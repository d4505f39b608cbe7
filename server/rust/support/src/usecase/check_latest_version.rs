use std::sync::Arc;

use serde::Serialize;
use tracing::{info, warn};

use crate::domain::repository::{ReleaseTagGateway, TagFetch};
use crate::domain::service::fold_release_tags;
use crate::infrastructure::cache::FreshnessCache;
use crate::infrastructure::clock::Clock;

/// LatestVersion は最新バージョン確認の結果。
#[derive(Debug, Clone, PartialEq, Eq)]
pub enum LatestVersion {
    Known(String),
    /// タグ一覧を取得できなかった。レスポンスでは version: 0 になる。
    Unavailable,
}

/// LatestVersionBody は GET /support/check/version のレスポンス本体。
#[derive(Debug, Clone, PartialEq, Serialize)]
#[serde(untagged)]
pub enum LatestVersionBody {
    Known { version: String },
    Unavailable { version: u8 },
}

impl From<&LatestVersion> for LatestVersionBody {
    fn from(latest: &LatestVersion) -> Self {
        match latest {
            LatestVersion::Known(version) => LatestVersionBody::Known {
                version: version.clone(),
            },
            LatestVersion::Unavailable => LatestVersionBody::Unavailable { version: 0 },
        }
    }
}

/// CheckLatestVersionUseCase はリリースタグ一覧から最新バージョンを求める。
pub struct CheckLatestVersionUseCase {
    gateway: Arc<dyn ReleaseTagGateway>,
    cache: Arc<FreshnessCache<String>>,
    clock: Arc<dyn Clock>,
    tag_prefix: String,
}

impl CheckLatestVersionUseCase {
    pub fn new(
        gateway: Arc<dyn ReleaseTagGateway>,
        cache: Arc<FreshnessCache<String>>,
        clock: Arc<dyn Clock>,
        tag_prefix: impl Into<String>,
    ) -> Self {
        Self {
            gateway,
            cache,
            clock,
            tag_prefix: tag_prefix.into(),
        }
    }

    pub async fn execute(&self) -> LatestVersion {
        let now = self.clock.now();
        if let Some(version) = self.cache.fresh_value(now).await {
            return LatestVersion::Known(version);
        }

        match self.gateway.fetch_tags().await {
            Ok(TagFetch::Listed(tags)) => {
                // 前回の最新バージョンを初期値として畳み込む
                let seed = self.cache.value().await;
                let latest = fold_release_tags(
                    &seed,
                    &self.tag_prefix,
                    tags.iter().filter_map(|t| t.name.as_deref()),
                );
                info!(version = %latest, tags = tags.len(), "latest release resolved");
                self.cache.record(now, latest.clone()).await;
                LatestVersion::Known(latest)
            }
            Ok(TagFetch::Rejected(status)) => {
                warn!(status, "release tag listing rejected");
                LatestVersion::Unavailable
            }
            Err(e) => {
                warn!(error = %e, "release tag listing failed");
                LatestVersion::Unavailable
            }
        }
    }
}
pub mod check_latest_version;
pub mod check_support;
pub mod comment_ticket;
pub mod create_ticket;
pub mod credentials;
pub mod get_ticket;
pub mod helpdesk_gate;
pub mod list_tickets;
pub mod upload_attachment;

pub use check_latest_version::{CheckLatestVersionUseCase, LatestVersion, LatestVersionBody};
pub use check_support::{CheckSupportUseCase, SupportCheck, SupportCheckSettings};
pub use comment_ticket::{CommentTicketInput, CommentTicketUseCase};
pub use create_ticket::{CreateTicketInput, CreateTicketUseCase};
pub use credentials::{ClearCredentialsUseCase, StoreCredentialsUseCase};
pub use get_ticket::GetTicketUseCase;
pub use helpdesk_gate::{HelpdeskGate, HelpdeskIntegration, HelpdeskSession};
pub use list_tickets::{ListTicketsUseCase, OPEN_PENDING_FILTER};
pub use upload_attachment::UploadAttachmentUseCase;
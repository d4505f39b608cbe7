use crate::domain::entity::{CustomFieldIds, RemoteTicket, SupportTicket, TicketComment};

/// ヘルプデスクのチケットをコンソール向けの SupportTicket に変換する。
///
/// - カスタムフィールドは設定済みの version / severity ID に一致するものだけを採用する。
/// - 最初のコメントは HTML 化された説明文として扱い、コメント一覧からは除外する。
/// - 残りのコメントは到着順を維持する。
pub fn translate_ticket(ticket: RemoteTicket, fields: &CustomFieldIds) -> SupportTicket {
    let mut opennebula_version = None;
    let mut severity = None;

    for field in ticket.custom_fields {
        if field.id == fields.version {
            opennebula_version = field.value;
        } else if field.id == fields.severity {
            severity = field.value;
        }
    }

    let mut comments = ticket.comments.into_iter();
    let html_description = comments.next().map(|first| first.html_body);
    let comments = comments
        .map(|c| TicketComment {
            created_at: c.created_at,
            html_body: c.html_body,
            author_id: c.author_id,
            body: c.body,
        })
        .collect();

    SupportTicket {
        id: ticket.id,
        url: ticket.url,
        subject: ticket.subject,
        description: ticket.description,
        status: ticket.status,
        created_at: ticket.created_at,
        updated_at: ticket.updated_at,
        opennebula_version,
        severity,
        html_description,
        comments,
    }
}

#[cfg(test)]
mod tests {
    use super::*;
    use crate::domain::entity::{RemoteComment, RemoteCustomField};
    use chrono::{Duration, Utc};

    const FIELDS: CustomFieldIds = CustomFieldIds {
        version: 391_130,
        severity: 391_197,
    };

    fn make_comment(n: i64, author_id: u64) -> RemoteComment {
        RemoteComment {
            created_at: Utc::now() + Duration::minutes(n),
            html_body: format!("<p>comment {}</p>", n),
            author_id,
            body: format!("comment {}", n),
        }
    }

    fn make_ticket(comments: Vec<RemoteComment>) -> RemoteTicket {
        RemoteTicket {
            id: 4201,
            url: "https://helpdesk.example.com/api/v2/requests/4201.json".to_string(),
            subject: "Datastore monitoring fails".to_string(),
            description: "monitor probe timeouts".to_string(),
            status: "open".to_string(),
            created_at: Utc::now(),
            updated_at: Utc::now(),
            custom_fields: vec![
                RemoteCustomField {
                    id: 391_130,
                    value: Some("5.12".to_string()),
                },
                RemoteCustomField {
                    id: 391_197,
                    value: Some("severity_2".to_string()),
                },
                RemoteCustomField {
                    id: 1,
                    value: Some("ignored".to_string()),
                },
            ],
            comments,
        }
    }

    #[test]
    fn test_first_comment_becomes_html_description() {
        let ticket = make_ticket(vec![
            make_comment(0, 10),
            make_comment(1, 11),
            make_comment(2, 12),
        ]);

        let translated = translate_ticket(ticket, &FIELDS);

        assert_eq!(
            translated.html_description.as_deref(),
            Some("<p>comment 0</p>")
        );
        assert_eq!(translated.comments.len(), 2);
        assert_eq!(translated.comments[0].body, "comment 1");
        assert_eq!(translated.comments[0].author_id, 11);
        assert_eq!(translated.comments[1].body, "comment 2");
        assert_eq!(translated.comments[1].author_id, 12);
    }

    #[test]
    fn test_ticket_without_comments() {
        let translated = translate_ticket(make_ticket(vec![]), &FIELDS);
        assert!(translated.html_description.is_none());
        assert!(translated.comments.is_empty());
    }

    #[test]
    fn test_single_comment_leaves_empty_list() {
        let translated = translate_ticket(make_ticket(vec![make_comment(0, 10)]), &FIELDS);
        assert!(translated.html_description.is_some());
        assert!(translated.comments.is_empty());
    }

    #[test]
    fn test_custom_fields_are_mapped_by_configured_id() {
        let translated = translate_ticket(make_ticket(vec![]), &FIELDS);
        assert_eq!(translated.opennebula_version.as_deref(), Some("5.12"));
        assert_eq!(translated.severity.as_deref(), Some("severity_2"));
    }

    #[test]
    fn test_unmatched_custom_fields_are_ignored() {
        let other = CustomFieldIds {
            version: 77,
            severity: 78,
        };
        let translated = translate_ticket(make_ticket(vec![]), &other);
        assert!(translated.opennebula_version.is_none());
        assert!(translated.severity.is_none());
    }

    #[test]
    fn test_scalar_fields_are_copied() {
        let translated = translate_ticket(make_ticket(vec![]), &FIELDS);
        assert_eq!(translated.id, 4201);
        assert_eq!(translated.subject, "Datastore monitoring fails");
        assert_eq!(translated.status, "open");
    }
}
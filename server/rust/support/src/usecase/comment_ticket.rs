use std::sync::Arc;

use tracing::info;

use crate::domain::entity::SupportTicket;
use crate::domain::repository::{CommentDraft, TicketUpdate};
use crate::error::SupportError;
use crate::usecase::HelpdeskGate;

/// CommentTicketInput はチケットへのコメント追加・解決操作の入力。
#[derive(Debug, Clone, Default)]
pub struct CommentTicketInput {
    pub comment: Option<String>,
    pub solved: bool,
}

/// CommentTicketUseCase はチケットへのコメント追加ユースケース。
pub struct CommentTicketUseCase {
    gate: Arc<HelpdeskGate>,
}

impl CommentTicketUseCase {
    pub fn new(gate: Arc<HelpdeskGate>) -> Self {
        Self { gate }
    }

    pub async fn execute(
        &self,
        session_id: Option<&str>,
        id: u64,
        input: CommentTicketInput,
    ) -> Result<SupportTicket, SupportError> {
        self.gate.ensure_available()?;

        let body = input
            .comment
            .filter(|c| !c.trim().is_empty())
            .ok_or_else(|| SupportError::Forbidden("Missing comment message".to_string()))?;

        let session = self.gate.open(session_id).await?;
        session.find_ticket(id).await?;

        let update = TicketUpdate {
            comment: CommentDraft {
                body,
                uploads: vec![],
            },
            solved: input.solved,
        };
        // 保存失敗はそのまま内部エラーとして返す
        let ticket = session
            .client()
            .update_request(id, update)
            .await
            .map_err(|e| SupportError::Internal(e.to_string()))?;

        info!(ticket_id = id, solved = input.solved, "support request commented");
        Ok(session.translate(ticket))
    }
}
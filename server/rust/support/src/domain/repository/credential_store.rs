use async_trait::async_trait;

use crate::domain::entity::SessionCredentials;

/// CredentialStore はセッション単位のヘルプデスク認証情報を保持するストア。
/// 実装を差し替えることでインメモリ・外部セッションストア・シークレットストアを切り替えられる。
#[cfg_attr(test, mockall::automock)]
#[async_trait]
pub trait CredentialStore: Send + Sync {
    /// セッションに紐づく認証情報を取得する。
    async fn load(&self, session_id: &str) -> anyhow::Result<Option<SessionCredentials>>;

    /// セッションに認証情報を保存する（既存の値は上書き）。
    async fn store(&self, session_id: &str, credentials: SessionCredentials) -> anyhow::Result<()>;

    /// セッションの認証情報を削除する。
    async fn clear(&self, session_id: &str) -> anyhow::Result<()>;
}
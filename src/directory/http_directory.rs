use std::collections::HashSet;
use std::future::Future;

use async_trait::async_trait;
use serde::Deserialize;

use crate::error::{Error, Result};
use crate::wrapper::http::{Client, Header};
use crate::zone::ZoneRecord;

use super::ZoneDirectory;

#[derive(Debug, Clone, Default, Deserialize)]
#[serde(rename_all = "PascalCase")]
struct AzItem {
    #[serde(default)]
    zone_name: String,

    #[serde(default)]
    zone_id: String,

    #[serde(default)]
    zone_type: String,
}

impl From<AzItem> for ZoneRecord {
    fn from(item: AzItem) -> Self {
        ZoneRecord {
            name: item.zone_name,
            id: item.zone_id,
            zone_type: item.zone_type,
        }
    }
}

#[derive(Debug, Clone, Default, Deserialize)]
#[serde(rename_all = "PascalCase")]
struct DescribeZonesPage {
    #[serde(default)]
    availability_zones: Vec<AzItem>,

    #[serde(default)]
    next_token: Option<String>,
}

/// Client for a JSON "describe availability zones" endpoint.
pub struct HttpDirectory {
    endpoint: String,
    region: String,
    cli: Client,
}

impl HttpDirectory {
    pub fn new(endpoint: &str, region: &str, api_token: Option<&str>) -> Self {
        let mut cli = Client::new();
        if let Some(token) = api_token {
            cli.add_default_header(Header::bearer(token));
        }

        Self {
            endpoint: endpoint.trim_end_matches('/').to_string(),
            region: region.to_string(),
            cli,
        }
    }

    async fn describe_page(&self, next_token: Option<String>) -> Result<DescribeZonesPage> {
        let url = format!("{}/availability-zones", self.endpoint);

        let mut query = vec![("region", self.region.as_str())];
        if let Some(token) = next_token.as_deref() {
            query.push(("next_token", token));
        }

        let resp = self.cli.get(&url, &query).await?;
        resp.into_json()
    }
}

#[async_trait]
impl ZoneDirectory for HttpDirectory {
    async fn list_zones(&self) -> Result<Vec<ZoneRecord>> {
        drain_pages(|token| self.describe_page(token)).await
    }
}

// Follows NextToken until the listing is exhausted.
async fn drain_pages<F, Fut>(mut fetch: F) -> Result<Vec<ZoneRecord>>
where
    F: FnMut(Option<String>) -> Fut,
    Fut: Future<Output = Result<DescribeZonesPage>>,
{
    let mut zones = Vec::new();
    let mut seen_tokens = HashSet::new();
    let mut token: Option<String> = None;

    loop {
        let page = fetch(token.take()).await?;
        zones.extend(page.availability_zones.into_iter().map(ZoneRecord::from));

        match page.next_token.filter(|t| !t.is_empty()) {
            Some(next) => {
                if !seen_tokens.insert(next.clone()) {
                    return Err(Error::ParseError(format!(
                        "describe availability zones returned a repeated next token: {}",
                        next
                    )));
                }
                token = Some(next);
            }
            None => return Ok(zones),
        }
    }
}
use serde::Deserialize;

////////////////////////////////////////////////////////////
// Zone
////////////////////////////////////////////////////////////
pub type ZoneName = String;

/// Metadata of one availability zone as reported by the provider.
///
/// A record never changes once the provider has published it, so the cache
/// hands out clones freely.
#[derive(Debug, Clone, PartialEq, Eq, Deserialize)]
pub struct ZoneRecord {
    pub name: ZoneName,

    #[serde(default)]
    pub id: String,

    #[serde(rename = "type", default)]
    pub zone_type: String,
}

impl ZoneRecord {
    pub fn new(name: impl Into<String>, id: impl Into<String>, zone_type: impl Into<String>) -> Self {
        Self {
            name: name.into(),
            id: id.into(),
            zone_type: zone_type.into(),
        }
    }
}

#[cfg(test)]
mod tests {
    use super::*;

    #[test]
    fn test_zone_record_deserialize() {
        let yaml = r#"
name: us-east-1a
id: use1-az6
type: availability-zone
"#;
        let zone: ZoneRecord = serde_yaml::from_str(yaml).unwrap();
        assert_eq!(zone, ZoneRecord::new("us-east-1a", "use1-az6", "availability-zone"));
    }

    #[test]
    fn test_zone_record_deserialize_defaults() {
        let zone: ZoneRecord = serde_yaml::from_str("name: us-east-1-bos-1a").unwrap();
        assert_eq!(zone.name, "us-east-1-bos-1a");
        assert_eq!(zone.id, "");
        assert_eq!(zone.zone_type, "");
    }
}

**Problem to solve**: Search the entries above for the string "cache". Copy each line in which it appears.

**Solution to this exercise**:
use crate::infrastructure::cache::FreshnessCache;
    cache: Arc<FreshnessCache<String>>,
        cache: Arc<FreshnessCache<String>>,
            cache,
        if let Some(version) = self.cache.fresh_value(now).await {
                let seed = self.cache.value().await;
                self.cache.record(now, latest.clone()).await;
/// A record never changes once the provider has published it, so the cache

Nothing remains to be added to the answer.